ESET Online Help

Search English
Select the topic

Integrate ICAP server with EMC Isilon

Overview

You can scan the files you store on an Isilon cluster for computer viruses, malware, and other security threats by integrating with ESET Server Security for Linux (ESSL) through the Internet Content Adaptation Protocol (ICAP).

Prerequisite

1.ESSL is installed and its Web interface is enabled.

2.Isilon OneFS is installed.

Enable ICAP server in ESSL

In this example ICAP server will listen on IP address 10.1.169.28 and on port 1344.

1.Click Setup > Detection Engine > Remote scanning, click the toggle next to Enable ICAP scanning.

2.Click Edit next to Listen addresses and ports, then click Add.

3.Type the applicable IP address and port. In our example, the Listen address is 10.1.168.28, and Listen port is 1344. Click Save.

4.Click Additional parameters, click the toggle next to Dell EMC Isilon compatibility.

5.Click Save.

Enabling ICAP server in OneFS

1.Log in to OneFS administration panel, click Data Protection > Antivirus > ICAP Servers > Add an ICAP Server.

2.Select Enable ICAP Server, and type the URL address of ICAP server to the ICAP Server URL field using the following pattern: icap://<IP_ADDRESS>:<PORT>/scan
In our example: icap://10.1.168.28:1344/scan

3.Click Add Server.

4.Click Settings, select Enable Antivirus Service.

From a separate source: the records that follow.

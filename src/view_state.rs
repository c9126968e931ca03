// src/view_state.rs
use crate::config::TableOptions;
use crate::data_source::Row;
use crate::format::cell_text;

pub const PAGE_SIZE: usize = 25;

/// Pagination window and search text. Derived projections are recomputed on
/// every data, search or page change; changing pages never refetches.
#[derive(Debug, Clone, PartialEq, Eq)]
pub struct ViewState {
    pub page_number: usize,
    pub item_start: usize,
    pub item_end: usize,
    pub search_text: String,
}

impl Default for ViewState {
    fn default() -> Self {
        ViewState {
            page_number: 1,
            item_start: 0,
            item_end: PAGE_SIZE,
            search_text: String::new(),
        }
    }
}

impl ViewState {
    pub fn reset(&mut self) {
        *self = ViewState::default();
    }

    /// Move to a 1-based page and recompute the row window.
    pub fn set_page(&mut self, page: usize) {
        let page = page.max(1);
        self.page_number = page;
        self.item_start = (page - 1) * PAGE_SIZE;
        self.item_end = self.item_start + PAGE_SIZE;
    }

    /// Change the search text. Resets to the first page, window included.
    pub fn set_search(&mut self, text: String) {
        self.search_text = text;
        self.set_page(1);
    }

    /// The window clamped to the filtered length, half-open.
    pub fn window(&self, len: usize) -> (usize, usize) {
        (self.item_start.min(len), self.item_end.min(len))
    }
}

pub fn total_pages(filtered_len: usize) -> usize {
    filtered_len.div_ceil(PAGE_SIZE)
}

pub fn pagination_visible(total_pages: usize) -> bool {
    total_pages > 1
}

/// Case-insensitive substring filter over the visible configured columns.
/// Empty search text is the identity. With no configured columns nothing can
/// match a non-empty search.
pub fn filter_rows<'a>(
    rows: &'a [Row],
    options: Option<&TableOptions>,
    search: &str,
) -> Vec<&'a Row> {
    if search.is_empty() {
        return rows.iter().collect();
    }
    let needle = search.to_lowercase();
    let visible: Vec<&str> = options
        .map(|o| {
            o.columns
                .iter()
                .filter(|c| !c.is_hidden)
                .map(|c| c.name.as_str())
                .collect()
        })
        .unwrap_or_default();

    rows.iter()
        .filter(|row| {
            visible.iter().any(|name| match row.get(*name) {
                Some(value) if !value.is_null() => {
                    cell_text(value).to_lowercase().contains(&needle)
                }
                _ => false,
            })
        })
        .collect()
}

/// The current page of the filtered rows.
pub fn page_slice<'a>(filtered: &[&'a Row], view: &ViewState) -> Vec<&'a Row> {
    let (start, end) = view.window(filtered.len());
    filtered[start..end].to_vec()
}

#[cfg(test)]
mod tests {
    use super::*;
    use crate::config::ColumnSpec;
    use serde_json::json;

    fn row(pairs: &[(&str, serde_json::Value)]) -> Row {
        pairs
            .iter()
            .map(|(k, v)| (k.to_string(), v.clone()))
            .collect()
    }

    fn options(names: &[(&str, bool)]) -> TableOptions {
        TableOptions {
            columns: names
                .iter()
                .map(|(name, hidden)| ColumnSpec {
                    is_hidden: *hidden,
                    ..ColumnSpec::named(*name)
                })
                .collect(),
        }
    }

    #[test]
    fn empty_search_is_identity() {
        let rows = vec![row(&[("a", json!(1))]), row(&[("a", json!(2))])];
        let opts = options(&[("a", false)]);
        let filtered = filter_rows(&rows, Some(&opts), "");
        assert_eq!(filtered.len(), 2);
    }

    #[test]
    fn search_matches_substring_case_insensitive() {
        let rows = vec![
            row(&[("name", json!("Alice")), ("score", json!(10))]),
            row(&[("name", json!("Bob")), ("score", json!(20))]),
        ];
        let opts = options(&[("name", false), ("score", false)]);
        assert_eq!(filter_rows(&rows, Some(&opts), "LIC").len(), 1);
        assert_eq!(filter_rows(&rows, Some(&opts), "2").len(), 1);
        assert_eq!(filter_rows(&rows, Some(&opts), "zzz").len(), 0);
    }

    #[test]
    fn hidden_columns_do_not_match() {
        let rows = vec![row(&[("secret", json!("alice")), ("name", json!("bob"))])];
        let opts = options(&[("secret", true), ("name", false)]);
        assert_eq!(filter_rows(&rows, Some(&opts), "alice").len(), 0);
        assert_eq!(filter_rows(&rows, Some(&opts), "bob").len(), 1);
    }

    #[test]
    fn no_options_matches_nothing() {
        let rows = vec![row(&[("a", json!("x"))])];
        assert_eq!(filter_rows(&rows, None, "x").len(), 0);
        // identity still holds for empty search
        assert_eq!(filter_rows(&rows, None, "").len(), 1);
    }

    #[test]
    fn null_cells_never_match() {
        let rows = vec![row(&[("a", json!(null))])];
        let opts = options(&[("a", false)]);
        assert_eq!(filter_rows(&rows, Some(&opts), "null").len(), 0);
    }

    #[test]
    fn total_pages_is_ceil_over_page_size() {
        assert_eq!(total_pages(0), 0);
        assert_eq!(total_pages(1), 1);
        assert_eq!(total_pages(25), 1);
        assert_eq!(total_pages(26), 2);
        assert_eq!(total_pages(60), 3);
        assert!(!pagination_visible(total_pages(25)));
        assert!(pagination_visible(total_pages(26)));
    }

    #[test]
    fn page_slice_clamps_to_length() {
        let rows: Vec<Row> = (0..60).map(|i| row(&[("i", json!(i))])).collect();
        let filtered: Vec<&Row> = rows.iter().collect();

        let mut view = ViewState::default();
        view.set_page(3);
        let slice = page_slice(&filtered, &view);
        assert_eq!(slice.len(), 10);
        assert_eq!(slice[0].get("i"), Some(&json!(50)));
    }

    #[test]
    fn search_then_page_two_returns_filtered_tail() {
        // 60 rows, 30 of them match, page 2 of the filtered set has 5 rows.
        let rows: Vec<Row> = (0..60)
            .map(|i| {
                let tag = if i % 2 == 0 { "even" } else { "odd" };
                row(&[("i", json!(i)), ("tag", json!(tag))])
            })
            .collect();
        let opts = options(&[("i", false), ("tag", false)]);

        let filtered = filter_rows(&rows, Some(&opts), "even");
        assert_eq!(filtered.len(), 30);
        assert_eq!(total_pages(filtered.len()), 2);

        let mut view = ViewState::default();
        view.set_search("even".to_string());
        view.set_page(2);
        let slice = page_slice(&filtered, &view);
        assert_eq!(slice.len(), 5);
        assert_eq!(slice[0].get("i"), Some(&json!(50)));
    }

    #[test]
    fn search_change_resets_page_and_window() {
        let mut view = ViewState::default();
        view.set_page(3);
        assert_eq!(view.item_start, 50);
        view.set_search("x".to_string());
        assert_eq!(view.page_number, 1);
        assert_eq!(view.item_start, 0);
        assert_eq!(view.item_end, PAGE_SIZE);
    }
}
#[cfg(test)]
mod tests {
    use super::*;
    use crate::config::ColumnSpec;

    fn config_with_options() -> TableConfig {
        TableConfig {
            data_source: Some(DataProvider::Dune),
            query_id: "q1".to_string(),
            title: "before".to_string(),
            options: Some(TableOptions {
                columns: vec![ColumnSpec::named("a")],
            }),
            ..TableConfig::default()
        }
    }

    #[test]
    fn edit_execute_merges_with_advanced_schema() {
        let config = config_with_options();
        let command = EditCommand::new(
            &config,
            &Tag::default(),
            EditInput {
                title: "after".to_string(),
                description: "desc".to_string(),
                theme: Tag::default(),
            },
            true,
        );
        let (next, _) = command.execute();
        assert_eq!(next.title, "after");
        assert_eq!(next.query_id, "q1");
        assert!(next.options.is_some());
    }

    #[test]
    fn edit_execute_replaces_wholesale_without_advanced_schema() {
        let config = config_with_options();
        let command = EditCommand::new(
            &config,
            &Tag::default(),
            EditInput {
                title: "after".to_string(),
                ..EditInput::default()
            },
            false,
        );
        let (next, _) = command.execute();
        assert_eq!(next.title, "after");
        assert_eq!(next.query_id, "");
        assert!(next.data_source.is_none());
        assert!(next.options.is_none());
    }

    #[test]
    fn edit_applies_theme_patch_to_tag() {
        let tag = Tag {
            height: Some(500.0),
            ..Tag::default()
        };
        let command = EditCommand::new(
            &TableConfig::default(),
            &tag,
            EditInput {
                theme: Tag {
                    dark_shadow: Some(true),
                    ..Tag::default()
                },
                ..EditInput::default()
            },
            false,
        );
        let (_, next_tag) = command.execute();
        assert_eq!(next_tag.height, Some(500.0));
        assert_eq!(next_tag.dark_shadow, Some(true));
    }

    #[test]
    fn edit_undo_preserves_current_options_with_advanced_schema() {
        let config = config_with_options();
        let command = EditCommand::new(&config, &Tag::default(), EditInput::default(), true);
        // options changed through the Data action after the edit
        let current = TableConfig {
            options: Some(TableOptions {
                columns: vec![ColumnSpec::named("b")],
            }),
            ..command.execute().0
        };
        let (restored, _) = command.undo(&current);
        assert_eq!(restored.title, "before");
        assert_eq!(restored.options.as_ref().unwrap().columns[0].name, "b");
    }

    #[test]
    fn edit_undo_restores_options_without_advanced_schema() {
        let config = config_with_options();
        let command = EditCommand::new(&config, &Tag::default(), EditInput::default(), false);
        let current = TableConfig::default();
        let (restored, _) = command.undo(&current);
        assert_eq!(restored.options.as_ref().unwrap().columns[0].name, "a");
    }

    #[test]
    fn data_execute_merges_only_present_fields() {
        let config = config_with_options();
        let command = DataCommand::new(
            &config,
            DataInput {
                mode: Some(Mode::Snapshot),
                file: Some(FileRef {
                    cid: "bafy".to_string(),
                }),
                ..DataInput::default()
            },
        );
        let next = command.execute();
        assert_eq!(next.mode, Mode::Snapshot);
        assert_eq!(next.cid(), Some("bafy"));
        // absent fields keep their prior values
        assert_eq!(next.query_id, "q1");
        assert_eq!(next.data_source, Some(DataProvider::Dune));
        assert!(next.options.is_some());

        assert_eq!(command.undo(), config);
    }

    #[test]
    fn data_execute_can_clear_options() {
        let config = config_with_options();
        let command = DataCommand::new(
            &config,
            DataInput {
                options: Some(None),
                ..DataInput::default()
            },
        );
        assert!(command.execute().options.is_none());
    }

    #[test]
    fn confirm_validation_per_mode() {
        assert!(can_confirm(Mode::Live, Some(DataProvider::Dune), None));
        assert!(!can_confirm(Mode::Live, None, Some("bafy")));
        assert!(can_confirm(Mode::Snapshot, None, Some("bafy")));
        assert!(!can_confirm(Mode::Snapshot, Some(DataProvider::Dune), None));
        assert!(!can_confirm(Mode::Snapshot, None, Some("")));
    }

    #[test]
    fn link_params_round_trip() {
        let config = config_with_options();
        let params = link_params(&config).unwrap();
        let merged = apply_link_params(&TableConfig::default(), &params).unwrap();
        assert_eq!(merged, config);
    }

    #[test]
    fn link_params_accept_percent_encoded_payload() {
        let config = config_with_options();
        let params = link_params(&config).unwrap();
        let escaped = params
            .data
            .replace('+', "%2B")
            .replace('/', "%2F")
            .replace('=', "%3D");
        let merged =
            apply_link_params(&TableConfig::default(), &LinkParams { data: escaped }).unwrap();
        assert_eq!(merged, config);
    }

    #[test]
    fn malformed_link_payload_propagates() {
        let current = TableConfig::default();
        assert!(matches!(
            apply_link_params(
                &current,
                &LinkParams {
                    data: "!!not-base64!!".to_string()
                }
            ),
            Err(LinkParamsError::Base64(_))
        ));
        let not_json = LinkParams {
            data: BASE64.encode("not json"),
        };
        assert!(matches!(
            apply_link_params(&current, &not_json),
            Err(LinkParamsError::Json(_))
        ));
    }

    #[test]
    fn link_merge_is_shallow() {
        let current = TableConfig {
            description: "kept".to_string(),
            ..TableConfig::default()
        };
        let patch = TableConfig {
            title: "incoming".to_string(),
            ..TableConfig::default()
        };
        let merged = apply_link_params(&current, &link_params(&patch).unwrap()).unwrap();
        assert_eq!(merged.title, "incoming");
        // the patch serializes `description` (it is not optional), so the
        // top-level merge overwrites it
        assert_eq!(merged.description, "");
    }

    #[test]
    fn builder_set_data_overlays_defaults() {
        let incoming = TableConfig {
            title: "mine".to_string(),
            ..TableConfig::default()
        };
        let seeded = with_builder_defaults(&incoming);
        assert_eq!(seeded.title, "mine");
        // fields absent from the incoming config come from the builder seed
        assert_eq!(seeded.data_source, Some(DataProvider::Dune));
    }

    #[test]
    fn builder_actions_carry_advanced_schema() {
        let columns = vec!["a".to_string(), "b".to_string()];
        let surfaces = configurators();
        let builder_actions = surfaces[0].actions(&columns);
        let edit = &builder_actions[0];
        assert_eq!(edit.name, "Edit");
        let advanced = edit.advanced_schema.as_ref().unwrap();
        let names = &advanced.data_schema["properties"]["columns"]["items"]["properties"]["name"]
            ["enum"];
        assert_eq!(names, &json!(["a", "b"]));

        let embedder_actions = surfaces[1].actions(&columns);
        assert!(embedder_actions[0].advanced_schema.is_none());
        assert_eq!(embedder_actions[1].name, "Data");
    }
}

5.Type into Path prefixes the path to scan. To scan all paths, type "/ifs" (without quotation marks).

6.Click Save changes.

Scan-related settings on EMC Isilon

File size, file name or file extension restrictions

On-access scanning or on-demand scanning via policy

Threat response settings

How does it work?

When a file is written to (or accessed on) the EMC Isilon cluster, OneFS queues the file to be scanned, and sends the file to the ICAP server configured in both OneFs and ESSL. ESSL scans the file and provides feedback on the scanned file to EMC Isilon. OneFS decides how to deal with the scanned files based on threat response settings.

Test your setup

To test your setup, you need to have access from your computer to OneFS cluster through one of the supported protocols. In our example, we will use the NFS protocol.

1.Configure NFS:

a.Log in to OneFS administration panel, click Protocols > UNIX Sharing (NFS) > Create Export.

b.Leave the default settings, verify the path is /ifs, click Save.

2.Mount NFS share on your Linux machine:

mkdir isilon

sudo mount -t nfs <IP address of OneFS cluster>:/ifs isilon

 

3.Complete a test scan:

a.Get eicar antivirus test file from www.eicar.org, copy it to Isilon's NFS share and try to read its content.

wget www.eicar.org/download/eicar.com

cp eicar.com isilon

cat isilon/eicar.com

 

b.Based on your OneFS antivirus settings, the result will be either permission denied on that file (default), or the file will be truncated or deleted. For example:

cat: isilon/eicar.com: Permission denied

 

c.To check the detected threat, log in to OneFS administration panel, click Data Protection > Antivirus.

Common ICAP response codes

Exit code

Meaning

100

Continue after ICAP preview.

101

Ready to switch protocol to one requested by client.

200

The request has succeeded. The information returned depends on the method.

201

Created. The new resource is created. The URI is specified in the body.

202

Accepted. The request was accepted but the processing has not being completed.

204

No modifications needed.

400

Bad request.

404

ICAP Service not found.

405

Method not allowed for service (for example, RESPMOD requested for service that supports only REQMOD).

408

Request timeout. ICAP server gave up waiting for a request from an ICAP client.

500

Server error. Error on the ICAP server, such as "out of disk space".

501

Method not implemented. This response is illegal for an OPTIONS request since implementation of OPTIONS is mandatory.

502

Bad gateway. This is an ICAP proxy and proxying produced an error.

503

Service overloaded. The ICAP server has exceeded a maximum connection limit associated with this service; the ICAP client should not exceed this limit in the future.

505

ICAP version not supported by server.